I know! said Parkenstein.  Why don’t we go and watch the Leinster match?

Ack! I replied.

No.  Seriously.  Let’s go and get a bit of lunch in one of those anonymous, bland, suburban formula-pubs with the large screens.

Oh, all right, I agreed.  Why not? 

Why not indeed.  I was beginning to gather up a bit of enthusiasm (which is more than you can say for most Leinster supporters) and by the time we kicked in the front door, I was snarling.  Come on, fuckin Leinster, rip their fuckin heads off!!

Look, said Parkenstein.  Not too crowded.  There’s a table — come on.

And we sat down beside a man and his little son, a sight that would gladden your heart and that brought me back to the early days out in Thomond Park with little Bullet on my shoulders and my careful coaching of the dear little  fellow: No son, it’s Fuck You, Referee, you fuckin fool!!  Now, try one more time …

But this father was of a different ilk: this father was the sort who go to a pub with their small son so that he’ll fuck off and annoy the other customers by running around pretending to be a fire engine, while fat fuck father watches the match in peace, the fat fuck bastard.

And you want to know the other thing that pisses me off?  It’s parents who are too fucking stupid, or selfish, to give a shit that their pre-ADHD little psychopath is draining all the enjoyment out of your day by running around knocking over your drinks and your lunch and pissing you off shouting his stupid, soon-to-be-separated head off.  Parents who are so fucking stupid that they go the bar and come back with a glass of fucking Coca-Cola for the little bastard, just in case he was about to calm down.

For fucksake!

They might as well order a cocktail of psilocybin, lysergic acid, speed, cocaine and Red Bull.  There ya go, Son.  Enjoy yer fuckin drugs.

Bastard.  Draining all the enjoyment out of the game.

Oh wait.  Hold on a minute — did I say enjoyment?  Sorry.  It was a Leinster match.

  9 Responses to “Limerick Paralysed by Heineken Cup Anxiety”

Comments (9)
  1.  

    Those parents also make sure that the kid makes a big mess for the staff to clean up. And they tip poorly.

  2.  

    Another good argument for bringing back absinthe in bars. A wee drop of that the kids’d sit and colour in napkins very very slowly and crucially, quietly. Dribbling a bit, sure, but kids dribble anyway, don’t they.

    You never see badly behaved French children in bars.

    Another good reason for bringing back absinthe is that I wouldn’t mind a wee try of it either. Just to see.

  3.  

    Hey Bock, how the fuck did you get Wasps tickets? Did you sell your soul ( assuming you still have one ), did you do a deal in the Ballybrit FF tent last summer, have you finally got something to stick on Bertie and bleeding the bastard dry.

    But I’m hoping to get there myself, as a scanner no less, scanning your fucking ticket on the way in.

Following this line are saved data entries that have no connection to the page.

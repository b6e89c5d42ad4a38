//! PooledSource tests (feature = "rayon").

#![cfg(feature = "rayon")]

use std::sync::atomic::{AtomicUsize, Ordering};
use std::thread;
use std::time::Duration;

use shotsplit::{
    FlagSource, FrameDecoder, FrameSource, MarkedFrame, PipelineOptions, PooledSource,
    Prefetcher, Segmenter, ShotsplitError,
};

/// Tracks the peak number of concurrent decodes.
#[derive(Default)]
struct ConcurrencyGauge {
    frames: u64,
    active: AtomicUsize,
    peak: AtomicUsize,
}

impl FrameDecoder for ConcurrencyGauge {
    type Frame = MarkedFrame<()>;

    fn frame_count(&self) -> u64 {
        self.frames
    }

    fn decode(&self, index: u64) -> Result<Self::Frame, String> {
        let now = self.active.fetch_add(1, Ordering::SeqCst) + 1;
        self.peak.fetch_max(now, Ordering::SeqCst);
        thread::sleep(Duration::from_millis(10));
        self.active.fetch_sub(1, Ordering::SeqCst);
        Ok(MarkedFrame::new(index, false, ()))
    }
}

#[test]
fn zero_threads_rejected() {
    let result = PooledSource::new(FlagSource::new(vec![false]), 0);
    assert!(matches!(result, Err(ShotsplitError::InvalidConfiguration(_))));
}

#[test]
fn thread_count_from_options() {
    let options = PipelineOptions::new()
        .with_prefetch_depth(6)
        .with_decoder_threads(3);
    let source = PooledSource::with_options(FlagSource::new(vec![false; 4]), &options).unwrap();
    assert_eq!(source.threads(), 3);
    assert_eq!(source.frame_count(), 4);
}

#[test]
fn huge_depth_sizes_pool_by_stream() {
    let options = PipelineOptions::new().with_prefetch_depth(usize::MAX / 2);
    let source = PooledSource::with_options(FlagSource::new(vec![false; 3]), &options).unwrap();
    assert_eq!(source.threads(), 3);

    let frames: Vec<_> = Prefetcher::with_options(source, &options)
        .unwrap()
        .map(|frame| frame.unwrap().index)
        .collect();
    assert_eq!(frames, vec![0, 1, 2]);
}

#[test]
fn request_resolves_on_pool() {
    let source = PooledSource::new(FlagSource::new(vec![false, true]), 2).unwrap();
    let frame = source.request(1).wait().unwrap();
    assert_eq!(frame.index, 1);
    assert!(frame.boundary);
}

#[test]
fn decode_failure_passes_through() {
    let source = PooledSource::new(FlagSource::new(vec![false]), 1).unwrap();
    let reason = source.request(7).wait().unwrap_err();
    assert!(reason.contains("out of range"));
}

#[test]
fn prefetch_depth_bounds_pool_concurrency() {
    let gauge = ConcurrencyGauge {
        frames: 24,
        ..ConcurrencyGauge::default()
    };
    let source = PooledSource::new(gauge, 8).unwrap();
    let mut prefetcher = Prefetcher::new(source, 3).unwrap();

    let order: Vec<u64> = prefetcher
        .by_ref()
        .map(|frame| frame.unwrap().index)
        .collect();
    assert_eq!(order, (0..24).collect::<Vec<_>>());

    // Eight workers, but never more than three requests outstanding.
    let peak = prefetcher.source().decoder().peak.load(Ordering::SeqCst);
    assert!(peak <= 3, "peak concurrency was {peak}");
}

#[test]
fn pooled_decodes_overlap() {
    let gauge = ConcurrencyGauge {
        frames: 16,
        ..ConcurrencyGauge::default()
    };
    let source = PooledSource::new(gauge, 4).unwrap();
    let mut prefetcher = Prefetcher::new(source, 4).unwrap();
    prefetcher.by_ref().for_each(|frame| {
        frame.unwrap();
    });

    let peak = prefetcher.source().decoder().peak.load(Ordering::SeqCst);
    assert!(peak >= 2, "expected overlapping decodes, peak was {peak}");
    assert!(peak <= 4);
}

#[test]
fn segment_pooled_source() {
    let flags = FlagSource::parse("0 0 1 0 0 0 1 0 0").unwrap();
    let options = PipelineOptions::new().with_prefetch_depth(4).with_min_run(0);
    let source = PooledSource::with_options(flags, &options).unwrap();

    let spans = Segmenter::from_source(source, &options)
        .unwrap()
        .collect_spans()
        .unwrap();
    let starts: Vec<u64> = spans.iter().map(|span| span.start).collect();
    assert_eq!(starts, vec![0, 3, 7]);
}
//! Pooled frame decoding.
//!
//! This module provides [`PooledSource`] which runs a [`FrameDecoder`] on a
//! dedicated [`rayon`] thread pool. Each request becomes one pool job that
//! resolves its [`PendingFrame`] on completion, so a
//! [`Prefetcher`](crate::Prefetcher) with depth `B` keeps up to `B` decodes
//! running side by side.

use std::sync::Arc;

use ::rayon::{ThreadPool, ThreadPoolBuilder};

use crate::configuration::PipelineOptions;
use crate::error::ShotsplitError;
use crate::frame::{FrameSource, PendingFrame};
use crate::source::FrameDecoder;

/// A [`FrameSource`] that decodes on a rayon thread pool.
///
/// Released requests (for example when the prefetcher is dropped mid-stream)
/// still finish decoding on the pool; their results are discarded.
pub struct PooledSource<D> {
    decoder: Arc<D>,
    pool: ThreadPool,
}

impl<D: FrameDecoder> PooledSource<D> {
    /// Create a source with `threads` decode workers.
    pub fn new(decoder: D, threads: usize) -> Result<Self, ShotsplitError> {
        if threads == 0 {
            return Err(ShotsplitError::InvalidConfiguration(
                "decoder thread count must be at least 1".to_string(),
            ));
        }

        let pool = ThreadPoolBuilder::new()
            .num_threads(threads)
            .thread_name(|worker| format!("shotsplit-decode-{worker}"))
            .panic_handler(|_| log::error!("Frame decoder panicked; request abandoned"))
            .build()
            .map_err(|error| {
                ShotsplitError::InvalidConfiguration(format!(
                    "failed to build decode pool: {error}"
                ))
            })?;

        log::debug!("Created pooled frame source (threads={threads})");

        Ok(Self {
            decoder: Arc::new(decoder),
            pool,
        })
    }

    /// Create a source sized from pipeline options.
    ///
    /// Uses [`decoder_threads`](PipelineOptions::with_decoder_threads) when
    /// set, otherwise one worker per prefetch slot the stream can fill.
    pub fn with_options(decoder: D, options: &PipelineOptions) -> Result<Self, ShotsplitError> {
        options.validate()?;
        let threads = match options.decoder_threads {
            Some(threads) => threads,
            None => options.ring_capacity(decoder.frame_count()).max(1),
        };
        Self::new(decoder, threads)
    }

    /// Number of decode workers.
    pub fn threads(&self) -> usize {
        self.pool.current_num_threads()
    }

    /// Borrow the wrapped decoder.
    pub fn decoder(&self) -> &D {
        &self.decoder
    }
}

impl<D: FrameDecoder> FrameSource for PooledSource<D> {
    type Frame = D::Frame;

    fn frame_count(&self) -> u64 {
        self.decoder.frame_count()
    }

    fn request(&self, index: u64) -> PendingFrame<Self::Frame> {
        let (completer, pending) = PendingFrame::channel();
        let decoder = Arc::clone(&self.decoder);

        self.pool.spawn(move || {
            if !completer.resolve(decoder.decode(index)) {
                log::trace!("Frame {index} decoded after its request was released");
            }
        });

        pending
    }
}
//! Frames, frame sources, and pending frame requests.
//!
//! A [`FrameSource`] hands out [`PendingFrame`] handles: requesting a frame
//! never blocks on decode, only [`PendingFrame::wait`] does. This is the seam
//! the [`Prefetcher`](crate::Prefetcher) uses to keep several fetches in
//! flight at once.
//!
//! # Example
//!
//! ```
//! use std::thread;
//!
//! use shotsplit::{Frame, FrameSource, MarkedFrame, PendingFrame};
//!
//! struct Threaded;
//!
//! impl FrameSource for Threaded {
//!     type Frame = MarkedFrame<()>;
//!
//!     fn frame_count(&self) -> u64 {
//!         4
//!     }
//!
//!     fn request(&self, index: u64) -> PendingFrame<Self::Frame> {
//!         let (completer, pending) = PendingFrame::channel();
//!         thread::spawn(move || completer.complete(MarkedFrame::new(index, index == 2, ())));
//!         pending
//!     }
//! }
//!
//! let frame = Threaded.request(2).wait().unwrap();
//! assert!(frame.is_boundary());
//! ```

use std::sync::mpsc::{Receiver, SyncSender, sync_channel};

/// A decoded frame as seen by the segmentation pipeline.
///
/// The only thing the pipeline needs to know about a frame is whether the
/// external boundary detector flagged it as the start of a new shot.
pub trait Frame {
    /// Returns `true` if this frame begins a new shot.
    fn is_boundary(&self) -> bool;
}

impl<F: Frame + ?Sized> Frame for Box<F> {
    fn is_boundary(&self) -> bool {
        (**self).is_boundary()
    }
}

/// A frame carrying its index, its boundary flag, and an arbitrary payload.
#[derive(Debug, Clone, PartialEq, Eq)]
pub struct MarkedFrame<T> {
    /// Position of the frame in the source.
    pub index: u64,
    /// Raw boundary flag from the detector.
    pub boundary: bool,
    /// Decoded data.
    pub payload: T,
}

impl<T> MarkedFrame<T> {
    /// Create a frame.
    pub fn new(index: u64, boundary: bool, payload: T) -> Self {
        Self {
            index,
            boundary,
            payload,
        }
    }
}

impl<T> Frame for MarkedFrame<T> {
    fn is_boundary(&self) -> bool {
        self.boundary
    }
}

/// A sequentially indexed source of expensive-to-produce frames.
///
/// Implementations decide how requests execute (inline, on a thread pool, on
/// a hardware decoder queue...). The only requirement is that
/// [`request`](FrameSource::request) returns without waiting for the frame.
pub trait FrameSource {
    /// The frame type produced by this source.
    type Frame: Frame;

    /// Total number of frames the source can produce.
    fn frame_count(&self) -> u64;

    /// Start producing frame `index` and return a handle to the result.
    ///
    /// Indices are always in `0..frame_count()`.
    fn request(&self, index: u64) -> PendingFrame<Self::Frame>;
}

type FetchResult<F> = Result<F, String>;

enum PendingState<F> {
    Resolved(FetchResult<F>),
    Waiting(Receiver<FetchResult<F>>),
}

/// A one-shot handle to a frame that is being produced.
///
/// Dropping the handle releases the request without waiting for it; the
/// producer's eventual result is discarded.
pub struct PendingFrame<F> {
    state: PendingState<F>,
}

impl<F> PendingFrame<F> {
    /// A request that has already completed successfully.
    pub fn ready(frame: F) -> Self {
        Self {
            state: PendingState::Resolved(Ok(frame)),
        }
    }

    /// A request that has already failed.
    pub fn failed(reason: impl Into<String>) -> Self {
        Self {
            state: PendingState::Resolved(Err(reason.into())),
        }
    }

    /// Create a pending request together with the completer that resolves it.
    ///
    /// The completer is `Send` when `F` is and may be moved to whichever
    /// thread performs the decode.
    pub fn channel() -> (FrameCompleter<F>, Self) {
        let (sender, receiver) = sync_channel(1);
        (
            FrameCompleter { sender },
            Self {
                state: PendingState::Waiting(receiver),
            },
        )
    }

    /// Block until the frame is available.
    ///
    /// Returns the producer's failure reason if the fetch failed or if the
    /// completer was dropped without resolving the request.
    pub fn wait(self) -> Result<F, String> {
        match self.state {
            PendingState::Resolved(result) => result,
            PendingState::Waiting(receiver) => receiver
                .recv()
                .unwrap_or_else(|_| Err("request abandoned by source".to_string())),
        }
    }
}

impl<F> std::fmt::Debug for PendingFrame<F> {
    fn fmt(&self, f: &mut std::fmt::Formatter<'_>) -> std::fmt::Result {
        let state = match self.state {
            PendingState::Resolved(Ok(_)) => "ready",
            PendingState::Resolved(Err(_)) => "failed",
            PendingState::Waiting(_) => "waiting",
        };
        f.debug_struct("PendingFrame").field("state", &state).finish()
    }
}

/// The producing side of a [`PendingFrame`].
pub struct FrameCompleter<F> {
    sender: SyncSender<FetchResult<F>>,
}

impl<F> FrameCompleter<F> {
    /// Resolve the request with a frame.
    ///
    /// Returns `false` if the request was already released by the consumer.
    pub fn complete(self, frame: F) -> bool {
        self.resolve(Ok(frame))
    }

    /// Resolve the request with a failure.
    ///
    /// Returns `false` if the request was already released by the consumer.
    pub fn fail(self, reason: impl Into<String>) -> bool {
        self.resolve(Err(reason.into()))
    }

    /// Resolve the request with a decode result.
    pub fn resolve(self, result: Result<F, String>) -> bool {
        // Capacity 1 and a single send: this never blocks.
        self.sender.send(result).is_ok()
    }
}
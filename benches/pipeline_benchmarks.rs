//! Benchmarks for prefetching and segmentation.
//!
//! Run with: cargo bench
//! Run with all features: cargo bench --all-features

use std::thread;
use std::time::Duration;

use criterion::{BenchmarkId, Criterion};
use shotsplit::{
    FlagSource, FrameDecoder, InlineSource, MarkedFrame, PipelineOptions, Prefetcher, Segmenter,
    boundary::{contract_dissolves, debounce, scene_ids},
};

#[cfg(feature = "rayon")]
use shotsplit::PooledSource;

#[cfg(feature = "async")]
use tokio::runtime::Runtime;

const FRAME_COUNT: usize = 10_000;

fn synthetic_flags(count: usize) -> Vec<bool> {
    (0..count).map(|index| index % 97 == 0 || index % 97 == 1).collect()
}

/// A decoder with a fixed per-frame latency.
struct SleepyDecoder {
    frames: u64,
    latency: Duration,
}

impl FrameDecoder for SleepyDecoder {
    type Frame = MarkedFrame<()>;

    fn frame_count(&self) -> u64 {
        self.frames
    }

    fn decode(&self, index: u64) -> Result<Self::Frame, String> {
        thread::sleep(self.latency);
        Ok(MarkedFrame::new(index, index % 25 == 0, ()))
    }
}

fn benchmark_boundary_stages(criterion: &mut Criterion) {
    let flags = synthetic_flags(FRAME_COUNT);

    criterion.bench_function("boundary stages (10k flags)", |bencher| {
        bencher.iter(|| {
            let ids = scene_ids(debounce(contract_dissolves(flags.iter().copied()), 11));
            ids.last()
        });
    });
}

fn benchmark_inline_segmentation(criterion: &mut Criterion) {
    let flags = FlagSource::new(synthetic_flags(FRAME_COUNT));
    let options = PipelineOptions::new();

    criterion.bench_function("segment inline source (10k frames)", |bencher| {
        bencher.iter(|| {
            let source = InlineSource::new(flags.clone());
            Segmenter::from_source(source, &options)
                .unwrap()
                .collect_spans()
                .unwrap()
        });
    });

    criterion.bench_function("prefetch inline source (10k frames)", |bencher| {
        bencher.iter(|| {
            let source = InlineSource::new(flags.clone());
            Prefetcher::new(source, 48).unwrap().count()
        });
    });
}

#[cfg(feature = "rayon")]
fn benchmark_pooled_depth(criterion: &mut Criterion) {
    let mut group = criterion.benchmark_group("pooled prefetch depth");
    group.sample_size(10);

    for depth in [1usize, 4, 8, 16] {
        group.bench_with_input(BenchmarkId::from_parameter(depth), &depth, |bencher, &depth| {
            bencher.iter(|| {
                let decoder = SleepyDecoder {
                    frames: 64,
                    latency: Duration::from_millis(1),
                };
                let source = PooledSource::new(decoder, depth).unwrap();
                Prefetcher::new(source, depth).unwrap().count()
            });
        });
    }

    group.finish();
}

#[cfg(not(feature = "rayon"))]
fn benchmark_pooled_depth(_criterion: &mut Criterion) {}

#[cfg(feature = "async")]
fn benchmark_async(criterion: &mut Criterion) {
    use shotsplit::FrameStream;
    use tokio_stream::StreamExt;

    let runtime = Runtime::new().unwrap();
    let mut group = criterion.benchmark_group("async prefetch depth");
    group.sample_size(10);

    for depth in [1usize, 8] {
        group.bench_with_input(BenchmarkId::from_parameter(depth), &depth, |bencher, &depth| {
            bencher.iter(|| {
                runtime.block_on(async {
                    let decoder = SleepyDecoder {
                        frames: 64,
                        latency: Duration::from_millis(1),
                    };
                    let mut stream = FrameStream::new(decoder, depth).unwrap();
                    let mut count = 0;
                    while let Some(frame) = stream.next().await {
                        frame.unwrap();
                        count += 1;
                    }
                    count
                })
            });
        });
    }

    group.finish();
}

#[cfg(not(feature = "async"))]
fn benchmark_async(_criterion: &mut Criterion) {}

criterion::criterion_group!(
    benches,
    benchmark_boundary_stages,
    benchmark_inline_segmentation,
    benchmark_pooled_depth,
    benchmark_async,
);
criterion::criterion_main!(benches);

    Saw Shannon annihilate Con this afternoon 3:0, definitely one for the aficionados.
    Actually Trevor Hogan was back with Shannon, came on in the second half. The lady boys won’t give him a game, cupid stunts. Though they had a good win today.

    Kids in pubs, never works, ever. Stupid insensitive parent.

  4.  

    Ha! My people are everywhere. You should know that.

  5.  

    Who gave you the “Far too much Bertie” award?

  6.  

    What?

  7.  

    You have a big thingy in your sidebar. I thought it was an award.

  8.  

    It’s a link to the Tribunal.

  9.  

    I know. I was pulling your leg.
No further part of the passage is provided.